Wayside Youth and Family Support Network wants to build a school and six town house-style group homes for the students.  The Board of Selectmen last month cited concerns about traffic as it rejected Wayside's permit request.

Wayside filed a lawsuit last week in Middlesex Superior Court, contending that the board acted because of pressure from residents who didn't want the facility in their Lockland Avenue neighborhood.

"The decision was thus no mere legal error or excess of authority, but a gross abuse of power, disregard for settled rights, and acquiescence to and participation in" discrimination, Wayside attorney Kenneth N. Margolin wrote in the lawsuit.

Town attorney Christopher Petrini insisted the board had focused on traffic issues and rejected the discrimination allegations.

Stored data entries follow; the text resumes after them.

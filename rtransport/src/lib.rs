//! Transport layer: turns a prompt and prior history into raw wire records.
//!
//! The [`Transport`] trait is the seam between callers and the remote
//! generation backend. [`ResponsesTransport`] is the default implementation;
//! it assembles a [`ResponsesRequest`] from [`Options`], performs exactly one
//! backend call, and yields an `assistant` record followed by a `result`
//! record.
//!
//! ```rust
//! use rtransport::{HistoryEntry, Options, ResponsesTransport, SystemPrompt};
//!
//! let transport = ResponsesTransport::new(
//!     Options::new()
//!         .with_model("gpt-5")
//!         .with_system_prompt(SystemPrompt::preset_with_append("X")),
//! );
//!
//! let request = transport.build_request("hello", Some(&[HistoryEntry::user("earlier")][..]));
//! assert_eq!(request.input.len(), 3);
//! assert_eq!(request.input[1], HistoryEntry::system("X"));
//! ```

pub mod backend;
pub mod credentials;
pub mod error;
#[cfg(feature = "backend-http")]
pub mod http;
pub mod options;
pub mod prelude;
pub mod transport;
pub mod wire;

pub use backend::{
    ResponseContentPart, ResponseOutputItem, ResponseUsage, ResponsesBackend, ResponsesRequest,
    ResponsesResponse, TextSource,
};
pub use credentials::{
    API_KEY_ENV_VAR, EnvironmentSource, ProcessEnvironment, ResolvedCredentials, SecretString,
    StaticEnvironment, resolve_credentials,
};
pub use error::{TransportError, TransportErrorKind};
#[cfg(feature = "backend-http")]
pub use http::ResponsesHttpBackend;
pub use options::{
    DEFAULT_BASE_URL, DEFAULT_MODEL, DEFAULT_TIMEOUT, Options, PromptPreset, ResponseFormat,
    SystemPrompt,
};
pub use rcommon::{BoxFuture, HeaderMap, SessionId};
pub use transport::{PromptStream, RecordStream, ResponsesTransport, Transport};
pub use wire::{
    ContentSegment, HistoryEntry, RawAssistantMessage, RawRecord, RawResult, RawUserMessage, Role,
    ToolResultPayload, Usage, UserPayload,
};
//! Shared utilities and strongly-typed common values for workspace crates.
//!
//! ```rust
//! use rcommon::{HeaderMap, SessionId};
//!
//! let session = SessionId::from("session-1");
//! let mut headers = HeaderMap::new();
//! headers.insert("x-tenant".to_string(), "acme".to_string());
//!
//! assert_eq!(session.as_str(), "session-1");
//! assert_eq!(headers.len(), 1);
//! ```

pub mod future {
    //! Shared async future aliases.
    //!
    //! ```rust
    //! use rcommon::BoxFuture;
    //!
    //! fn str_len<'a>(value: &'a str) -> BoxFuture<'a, usize> {
    //!     Box::pin(async move { value.len() })
    //! }
    //!
    //! let _future = str_len("hello");
    //! ```

    use std::future::Future;
    use std::pin::Pin;

    pub type BoxFuture<'a, T> = Pin<Box<dyn Future<Output = T> + Send + 'a>>;
}

pub mod context {
    //! Header maps and session identifier newtypes.
    //!
    //! ```rust
    //! use rcommon::SessionId;
    //!
    //! let fixed = SessionId::new("session-42");
    //! let fresh = SessionId::generate();
    //!
    //! assert_eq!(fixed.to_string(), "session-42");
    //! assert_ne!(fresh, SessionId::generate());
    //! ```

    use std::collections::HashMap;
    use std::fmt::{Display, Formatter};

    use serde::{Deserialize, Serialize};
    use uuid::Uuid;

    /// Extra transport headers, name to value.
    pub type HeaderMap = HashMap<String, String>;

    #[derive(Debug, Clone, PartialEq, Eq, Hash, Serialize, Deserialize)]
    #[serde(transparent)]
    pub struct SessionId(String);

    impl SessionId {
        pub fn new(value: impl Into<String>) -> Self {
            Self(value.into())
        }

        /// Creates a random (v4) session identifier.
        pub fn generate() -> Self {
            Self(Uuid::new_v4().to_string())
        }

        pub fn as_str(&self) -> &str {
            self.0.as_str()
        }
    }

    impl Display for SessionId {
        fn fmt(&self, f: &mut Formatter<'_>) -> std::fmt::Result {
            f.write_str(&self.0)
        }
    }

    impl From<String> for SessionId {
        fn from(value: String) -> Self {
            Self(value)
        }
    }

    impl From<&str> for SessionId {
        fn from(value: &str) -> Self {
            Self(value.to_string())
        }
    }
}

pub use context::{HeaderMap, SessionId};
pub use future::BoxFuture;

#[cfg(test)]
mod tests {
    use super::SessionId;

    #[test]
    fn session_id_round_trips_strings() {
        let session = SessionId::new("session-1");
        let from_str = SessionId::from("session-1");

        assert_eq!(session, from_str);
        assert_eq!(session.as_str(), "session-1");
        assert_eq!(session.to_string(), "session-1");
    }

    #[test]
    fn generated_session_ids_are_uuid_shaped_and_unique() {
        let first = SessionId::generate();
        let second = SessionId::generate();

        assert_ne!(first, second);
        assert_eq!(first.as_str().len(), 36);
        assert_eq!(first.as_str().matches('-').count(), 4);
    }

    #[test]
    fn session_id_serializes_as_plain_string() {
        let session = SessionId::new("abc");
        let value = serde_json::to_value(&session).expect("session id should serialize");
        assert_eq!(value, serde_json::json!("abc"));
    }
}
//! Typed message variants produced by the parser.

use rcommon::SessionId;
use rtransport::Usage;
use serde_json::{Map, Value};

#[derive(Debug, Clone, PartialEq, Eq)]
pub struct TextBlock {
    pub text: String,
}

impl TextBlock {
    pub fn new(text: impl Into<String>) -> Self {
        Self { text: text.into() }
    }
}

#[derive(Debug, Clone, PartialEq, Eq)]
pub struct ThinkingBlock {
    pub thinking: String,
    pub signature: String,
}

#[derive(Debug, Clone, PartialEq)]
pub struct ToolUseBlock {
    pub id: String,
    pub name: String,
    pub input: Value,
}

#[derive(Debug, Clone, PartialEq)]
pub enum ToolResultContent {
    Text(String),
    Blocks(Vec<Value>),
}

#[derive(Debug, Clone, PartialEq)]
pub struct ToolResultBlock {
    pub tool_use_id: String,
    pub content: Option<ToolResultContent>,
    pub is_error: Option<bool>,
}

#[derive(Debug, Clone, PartialEq)]
pub enum ContentBlock {
    Text(TextBlock),
    Thinking(ThinkingBlock),
    ToolUse(ToolUseBlock),
    ToolResult(ToolResultBlock),
}

impl ContentBlock {
    pub fn text(text: impl Into<String>) -> Self {
        Self::Text(TextBlock::new(text))
    }

    pub fn as_text(&self) -> Option<&str> {
        match self {
            Self::Text(block) => Some(block.text.as_str()),
            _ => None,
        }
    }
}

#[derive(Debug, Clone, PartialEq)]
pub enum UserContent {
    Text(String),
    Blocks(Vec<ContentBlock>),
}

#[derive(Debug, Clone, PartialEq)]
pub struct UserMessage {
    pub content: UserContent,
    pub parent_tool_use_id: Option<String>,
}

#[derive(Debug, Clone, PartialEq)]
pub struct AssistantMessage {
    pub content: Vec<ContentBlock>,
    pub model: String,
    pub parent_tool_use_id: Option<String>,
}

impl AssistantMessage {
    /// Concatenation of every text block, in order.
    pub fn text(&self) -> String {
        self.content
            .iter()
            .filter_map(ContentBlock::as_text)
            .collect::<Vec<_>>()
            .concat()
    }
}

#[derive(Debug, Clone, PartialEq)]
pub struct SystemMessage {
    pub subtype: String,
    pub data: Map<String, Value>,
}

/// Terminal summary of one generation.
#[derive(Debug, Clone, PartialEq)]
pub struct ResultMessage {
    pub subtype: String,
    pub duration_ms: u64,
    pub duration_api_ms: u64,
    pub is_error: bool,
    pub num_turns: u32,
    pub session_id: SessionId,
    pub total_cost_usd: Option<f64>,
    pub usage: Option<Usage>,
    pub result: Option<String>,
}

#[derive(Debug, Clone, PartialEq)]
pub enum Message {
    User(UserMessage),
    Assistant(AssistantMessage),
    System(SystemMessage),
    Result(ResultMessage),
}

impl Message {
    pub fn as_assistant(&self) -> Option<&AssistantMessage> {
        match self {
            Self::Assistant(message) => Some(message),
            _ => None,
        }
    }

    pub fn as_result(&self) -> Option<&ResultMessage> {
        match self {
            Self::Result(message) => Some(message),
            _ => None,
        }
    }
}

#[cfg(test)]
mod tests {
    use super::*;

    #[test]
    fn assistant_text_joins_text_blocks_and_skips_others() {
        let message = AssistantMessage {
            content: vec![
                ContentBlock::text("Hello"),
                ContentBlock::Thinking(ThinkingBlock {
                    thinking: "hmm".to_string(),
                    signature: "sig".to_string(),
                }),
                ContentBlock::text(", world"),
            ],
            model: "gpt-5".to_string(),
            parent_tool_use_id: None,
        };

        assert_eq!(message.text(), "Hello, world");
    }

    #[test]
    fn accessors_only_match_their_variant() {
        let message = Message::Assistant(AssistantMessage {
            content: vec![ContentBlock::text("x")],
            model: "m".to_string(),
            parent_tool_use_id: None,
        });

        assert!(message.as_assistant().is_some());
        assert!(message.as_result().is_none());
    }
}
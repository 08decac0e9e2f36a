//! Tracing subscriber setup for applications embedding relay.
//!
//! Library crates only emit events. Call [`init_tracing`] once from a binary
//! to print them; `RUST_LOG` overrides the default directive.

use tracing_subscriber::EnvFilter;

pub type InitError = Box<dyn std::error::Error + Send + Sync + 'static>;

/// Builds the filter used by [`init_tracing`].
///
/// `RUST_LOG` wins when it parses; otherwise `default_directive` applies.
pub fn env_filter(default_directive: &str) -> EnvFilter {
    EnvFilter::try_from_default_env().unwrap_or_else(|_| EnvFilter::new(default_directive))
}

/// Installs a global `fmt` subscriber. Fails if one is already installed.
pub fn init_tracing(default_directive: &str) -> Result<(), InitError> {
    tracing_subscriber::fmt()
        .with_env_filter(env_filter(default_directive))
        .with_target(true)
        .try_init()
}
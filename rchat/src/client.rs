//! Stateful conversation client that replays history on every turn.

use std::sync::Arc;

use futures_util::StreamExt;
use rtransport::{HistoryEntry, Options, RawRecord, ResponsesTransport, Transport};

use crate::{ChatError, Message, MessageStream, parse_message};

/// Owns one conversation: the running history and the last response batch.
///
/// Turns are submitted through `&mut self`, so one client never runs two
/// turns at once.
pub struct ConversationClient {
    transport: Arc<dyn Transport>,
    history: Vec<HistoryEntry>,
    last_response: Vec<Message>,
}

impl ConversationClient {
    pub fn new(options: Options) -> Self {
        Self::with_transport(Arc::new(ResponsesTransport::new(options)))
    }

    pub fn with_transport(transport: Arc<dyn Transport>) -> Self {
        Self {
            transport,
            history: Vec::new(),
            last_response: Vec::new(),
        }
    }

    /// Sends `prompt` with the accumulated history and records the reply.
    ///
    /// On error the client is left exactly as it was.
    pub async fn submit(&mut self, prompt: &str) -> Result<(), ChatError> {
        tracing::debug!(
            phase = "chat",
            event = "turn_start",
            history_len = self.history.len()
        );

        let mut raw_records = Vec::new();
        {
            let mut records = self.transport.generate(prompt, Some(self.history.as_slice()));
            while let Some(record) = records.next().await {
                match record {
                    Ok(record) => raw_records.push(record),
                    Err(error) => {
                        tracing::warn!(phase = "chat", event = "turn_failed", error = %error);
                        return Err(error.into());
                    }
                }
            }
        }

        self.last_response = raw_records.iter().map(parse_message).collect();
        self.history.push(HistoryEntry::user(prompt));
        self.history
            .extend(raw_records.into_iter().filter_map(|record| match record {
                RawRecord::Assistant { message, .. } => {
                    Some(HistoryEntry::assistant(message.content))
                }
                _ => None,
            }));

        tracing::info!(
            phase = "chat",
            event = "turn_complete",
            messages = self.last_response.len(),
            history_len = self.history.len()
        );

        Ok(())
    }

    pub fn last_response(&self) -> &[Message] {
        &self.last_response
    }

    /// Replays the last response batch. Can be called any number of times.
    pub fn receive_response(&self) -> MessageStream<'static> {
        let messages = self.last_response.iter().cloned().map(Ok).collect::<Vec<_>>();
        Box::pin(futures_util::stream::iter(messages))
    }

    pub fn history(&self) -> &[HistoryEntry] {
        &self.history
    }

    /// Releases the last response batch. History is kept.
    pub fn close(&mut self) {
        self.last_response.clear();
    }
}

#[cfg(test)]
mod tests {
    use std::sync::Mutex;

    use async_stream::stream;
    use rtransport::{
        ContentSegment, RawResult, RecordStream, SessionId, TransportError, TransportErrorKind,
    };

    use super::*;
    use crate::{ChatErrorKind, ContentBlock};

    #[derive(Debug, Clone, PartialEq)]
    struct RecordedCall {
        prompt: String,
        history: Option<Vec<HistoryEntry>>,
    }

    struct StubTransport {
        replies: Mutex<Vec<Result<Vec<RawRecord>, TransportError>>>,
        calls: Mutex<Vec<RecordedCall>>,
    }

    impl StubTransport {
        fn replying(replies: Vec<Result<Vec<RawRecord>, TransportError>>) -> Self {
            Self {
                replies: Mutex::new(replies),
                calls: Mutex::new(Vec::new()),
            }
        }

        fn calls(&self) -> Vec<RecordedCall> {
            self.calls.lock().expect("calls lock").clone()
        }
    }

    impl Transport for StubTransport {
        fn generate<'a>(
            &'a self,
            prompt: &'a str,
            history: Option<&'a [HistoryEntry]>,
        ) -> RecordStream<'a> {
            Box::pin(stream! {
                self.calls.lock().expect("calls lock").push(RecordedCall {
                    prompt: prompt.to_string(),
                    history: history.map(<[HistoryEntry]>::to_vec),
                });
                let reply = self.replies.lock().expect("replies lock").remove(0);
                match reply {
                    Ok(records) => {
                        for record in records {
                            yield Ok(record);
                        }
                    }
                    Err(error) => {
                        yield Err(error);
                    }
                }
            })
        }
    }

    fn reply(text: &str) -> Vec<RawRecord> {
        vec![
            RawRecord::assistant_text("gpt-5-codex", text),
            RawRecord::Result(RawResult::success(
                1,
                SessionId::new(format!("session-{text}")),
                text,
                None,
            )),
        ]
    }

    #[tokio::test]
    async fn submit_replays_history_on_the_next_turn() {
        let transport = Arc::new(StubTransport::replying(vec![
            Ok(reply("reply A")),
            Ok(reply("reply B")),
        ]));
        let mut client = ConversationClient::with_transport(transport.clone());

        client.submit("A").await.expect("first turn");
        client.submit("B").await.expect("second turn");

        let calls = transport.calls();
        assert_eq!(calls[0].prompt, "A");
        assert_eq!(calls[0].history, Some(Vec::new()));
        assert_eq!(calls[1].prompt, "B");
        assert_eq!(
            calls[1].history,
            Some(vec![
                HistoryEntry::user("A"),
                HistoryEntry::assistant(vec![ContentSegment::text("reply A")]),
            ])
        );
        assert_eq!(client.history().len(), 4);
    }

    #[tokio::test]
    async fn last_response_holds_the_parsed_batch() {
        let transport = Arc::new(StubTransport::replying(vec![Ok(reply("42"))]));
        let mut client = ConversationClient::with_transport(transport);
        assert!(client.last_response().is_empty());

        client.submit("What is the answer?").await.expect("turn");

        let messages = client.last_response();
        assert_eq!(messages.len(), 2);
        assert_eq!(
            messages[0].as_assistant().map(|message| message.content.clone()),
            Some(vec![ContentBlock::text("42")])
        );
        assert!(messages[1].as_result().is_some_and(|result| !result.is_error));
    }

    #[tokio::test]
    async fn receive_response_can_be_replayed() {
        let transport = Arc::new(StubTransport::replying(vec![Ok(reply("42"))]));
        let mut client = ConversationClient::with_transport(transport);
        assert!(client.receive_response().next().await.is_none());

        client.submit("q").await.expect("turn");

        let first = client.receive_response().collect::<Vec<_>>().await;
        let second = client.receive_response().collect::<Vec<_>>().await;
        assert_eq!(first.len(), 2);
        assert_eq!(first, second);
    }

    #[tokio::test]
    async fn failed_submit_leaves_state_untouched() {
        let transport = Arc::new(StubTransport::replying(vec![
            Ok(reply("first")),
            Err(TransportError::extraction("no text")),
        ]));
        let mut client = ConversationClient::with_transport(transport);

        client.submit("one").await.expect("first turn");
        let history_before = client.history().to_vec();
        let response_before = client.last_response().to_vec();

        let error = client.submit("two").await.expect_err("must fail");
        assert_eq!(
            error.kind(),
            ChatErrorKind::Transport(TransportErrorKind::Extraction)
        );
        assert_eq!(client.history(), history_before.as_slice());
        assert_eq!(client.last_response(), response_before.as_slice());
    }

    #[tokio::test]
    async fn non_assistant_records_do_not_extend_history() {
        let transport = Arc::new(StubTransport::replying(vec![Ok(vec![RawRecord::Result(
            RawResult::success(1, SessionId::new("s"), "only result", None),
        )])]));
        let mut client = ConversationClient::with_transport(transport);

        client.submit("hi").await.expect("turn");

        assert_eq!(client.history(), &[HistoryEntry::user("hi")]);
    }

    #[tokio::test]
    async fn close_clears_last_response_but_keeps_history() {
        let transport = Arc::new(StubTransport::replying(vec![Ok(reply("x"))]));
        let mut client = ConversationClient::with_transport(transport);
        client.submit("hi").await.expect("turn");

        client.close();

        assert!(client.last_response().is_empty());
        assert_eq!(client.history().len(), 2);
    }
}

"Those are very inflammatory comments that Mr. Margolin has put forth to ratchet up what has been a difficult process," he said.

The lawsuit alleges that the town violated the US Constitution, particularly its guarantees of due process and equal protection; the federal Fair Housing and Americans with Disabilities Acts; and some state laws.

Wayside is seeking approval of the permit, compensatory and punitive damages for itself and for its clients who are experiencing a delay in service, and attorneys' fees.

In Massachusetts, specific dollar amounts sought by the plaintiff are typically not listed in lawsuits, but Margolin estimated that if the suit were successful the town could lose hundreds of thousands of dollars.

The board in its written decision denying the permit cited increased traffic and safety issues in the neighborhood near Route 9 but also emphasized that Wayside's refusal to agree to "reasonable mitigation" was a factor.

"This project would disrupt the traffic flow of the neighborhood, and adversely affect the safety of the neighborhood," said the decision, which was signed by a majority of the selectmen.  "Wayside has failed to demonstrate to the board a willingness to accept meaningful mitigation of the safety risks as a condition."

Wayside had offered to pay about $128,000, but the board said the work that the agency proposed to accomplish with the money would be "inadequate."

The Wayside complaint argues that the town has never before denied the particular type of permit Wayside was seeking (a public way access permit), and that the town has never placed major conditions on such a permit.

Wayside also argued that selectmen wanted to please constituents who didn't want troubled teens in their neighborhood or to at least "extract as much money as possible" from Wayside.

Petrini said he wasn't sure the town had never rejected such a permit.  He emphasized that Wayside had "adamantly refused" adequate mitigation, which was pegged around $400,000 by consultants and the town's public works director.

The bylaw allows selectmen to reject the permit for that reason, he said.

The proposed facility would house 72 adolescents, most of whom would attend school on the campus; another 15 day students would also attend the school, said Margolin.

The students would have special education needs and would have diagnoses that might include attention deficit disorder, social anxiety, obsessive compulsive disorders, schizophrenia, Asperger's syndrome (a form of autism), or dyslexia, according to Wayside's complaint.

"Wayside students and clients are not sent to Wayside as the result of adjudication through the juvenile justice system," the complaint said.  "Many of the students have themselves been the victims of physical, emotional, or sexual abuse.  Wayside provides them with a physically and emotionally safe setting, in which to learn the skills necessary to succeed in their lives."

Tom O'Neil, an abutter and Town Meeting member, has repeatedly expressed concerns about the teenagers who would live there.

"I resent the fact that a facility like this can move in, drag down the value of property, and there's nothing I can do about it," he said.  "Would you buy a house with a building 10 feet off your property line that houses troubled youth?"

Still, he said, the neighborhood considers traffic concerns to be the most troubling.

Margolin said the traffic worries are nothing more than a smokescreen for worries about living next to adolescents with learning and mental health problems.

He said Wayside is committed to the location, particularly because the organization would likely run into similar problems anywhere else.

"It's sad but true -- human service organizations often run into opposition," he said.  "Wayside and its board of directors, they are not going away on this location."